Mother's Day has Phila. ties
Mother's Day became a national holiday due to the efforts of Philadelphia resident Anna Marie Jarvis. The initiative was a tribute, befittingly, to Jarvis' own mother. Strangely, Jarvis would spend her final years denouncing the holiday.
Mother's Day became a national holiday due to the efforts of Philadelphia resident Anna Marie Jarvis. The initiative was a tribute, befittingly, to Jarvis' own mother. Strangely, Jarvis would spend her final years denouncing the holiday.
Anna was born in Webster, W.Va., in 1864, to Granville E. Jarvis and Ann Maria Reeves. She was inspired by the work of her mother, who had established Mothers' Day Work Clubs in multiple cities in an effort to improve sanitation conditions and to give basic medical aid to soldiers.
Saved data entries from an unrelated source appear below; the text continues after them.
//! Tests for dispatching raw replies to parsers

use super::*;
use crate::entity::EntityType;
use pretty_assertions::assert_eq;
use serde_json::json;

fn shard_profile(term: &str) -> Value {
    json!([
        ["Total profile time", "0.2"],
        ["Iterators profile", ["Type", "TEXT", "Term", term, "Time", "0.1", "Counter", 1]],
        ["Result processors profile", ["Type", "Index", "Time", "0.05", "Counter", 1]]
    ])
}

#[test]
fn test_search_explain_from_string() {
    let root = parse_output(
        ModuleType::Search,
        CoreType::Explain,
        &json!("@title:UNION {\n  hello\n  world\n}\n"),
    )
    .expect("parse failed");

    assert_eq!(root.entity_type, EntityType::Union);
    assert_eq!(root.children.len(), 2);
}

#[test]
fn test_search_explain_from_cli_lines() {
    let lines = json!(["INTERSECT {", "  hello", "  TAG:@color {", "    red", "  }", "}", ""]);
    let root = parse_output(ModuleType::Search, CoreType::Explain, &lines).expect("parse failed");

    assert_eq!(root.entity_type, EntityType::Intersect);
    assert_eq!(root.snippet, None);
    assert_eq!(root.children[1].snippet.as_deref(), Some("@color"));
}

#[test]
fn test_search_profile_single_shard() {
    let root =
        parse_output(ModuleType::Search, CoreType::Profile, &shard_profile("hello")).expect("parse failed");
    assert_eq!(root.entity_type, EntityType::Index);
    assert_eq!(root.children[0].data.as_deref(), Some("hello"));
}

#[test]
fn test_search_profile_full_reply_with_results() {
    let reply = json!([[1, "doc:1", ["title", "hello"]], shard_profile("hello")]);
    let root = parse_output(ModuleType::Search, CoreType::Profile, &reply).expect("parse failed");
    assert_eq!(root.entity_type, EntityType::Index);
}

#[test]
fn test_search_profile_cluster() {
    let mut reply = vec![json!("Shard #1")];
    reply.extend(shard_profile("a").as_array().cloned().unwrap_or_default());
    reply.push(json!("Shard #2"));
    reply.extend(shard_profile("b").as_array().cloned().unwrap_or_default());

    let root =
        parse_output(ModuleType::Search, CoreType::Profile, &Value::Array(reply)).expect("parse failed");

    assert_eq!(root.entity_type, EntityType::ClusterMerge);
    assert_eq!(root.children.len(), 2);
}

#[test]
fn test_search_profile_unknown_shape() {
    let result = parse_output(ModuleType::Search, CoreType::Profile, &json!([[1, 2], [3]]));
    assert!(matches!(result, Err(ExplainError::UnsupportedInput(_))));

    let result = parse_output(ModuleType::Search, CoreType::Profile, &json!("nope"));
    assert_eq!(
        result,
        Err(ExplainError::UnsupportedInput("search profile cannot be a string".to_string()))
    );
}

#[test]
fn test_graph_accepts_lines_and_text() {
    let lines = json!(["Results", "    Project", "", "        Scan | (a)"]);
    let from_lines = parse_output(ModuleType::Graph, CoreType::Profile, &lines).expect("parse failed");
    assert_eq!(from_lines.node_count(), 3);

    let text = json!("Results\n    Project\n        Scan | (a)\n");
    let from_text = parse_output(ModuleType::Graph, CoreType::Explain, &text).expect("parse failed");
    assert_eq!(from_text.node_count(), 3);
    assert_eq!(from_text.children[0].children[0].snippet.as_deref(), Some("(a)"));
}

#[test]
fn test_errors_are_wrapped() {
    let result = parse_output(ModuleType::Graph, CoreType::Profile, &json!([]));
    assert_eq!(result, Err(ExplainError::Graph(GraphProfileError::EmptyOutput)));

    let result = parse_output(ModuleType::Search, CoreType::Explain, &json!("TAG:@color {"));
    assert!(matches!(result, Err(ExplainError::Explain(_))));

    let result = parse_output(ModuleType::Graph, CoreType::Explain, &json!(["Results", 7]));
    assert_eq!(
        result,
        Err(ExplainError::UnsupportedInput("plan line cannot be a number".to_string()))
    );
}

#[test]
fn test_module_and_core_names() {
    assert_eq!(serde_json::to_value(ModuleType::Search).expect("serialize"), json!("search"));
    let core: CoreType = serde_json::from_value(json!("explain")).expect("deserialize");
    assert_eq!(core, CoreType::Explain);
}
Like her mother, Anna, who never married nor had children, was an activist. She was a suffragist and involved in the welfare and temperance movements of the late 1800s and early 1900s.
In the early 1900s, her family moved to Philadelphia. Soon after their arrival, Jarvis' mother died. Anna held a memorial service in honor of her mother in 1907 and vowed to create a national holiday that honored all mothers.
Mother's Day, now celebrated on the second Sunday in May, was officially recognized in 1914. However, within five years, Anna was fighting against the very holiday she helped create. She became unhappy with the holiday's commercialization, and detested the idea of people only sending a greeting card or candy to their mothers. Jarvis, along with her sister Ellsinore, spent the rest of their lives campaigning against Mother's Day, including an arrest for disturbing the peace.
The campaigning strained the family's resources, and Jarvis died penniless at the Marshall Square Sanatorium in West Chester, on Nov. 24, 1948. She is buried at West Laurel Hill Cemetery in Bala Cynwyd. Jarvis did not marry nor have children.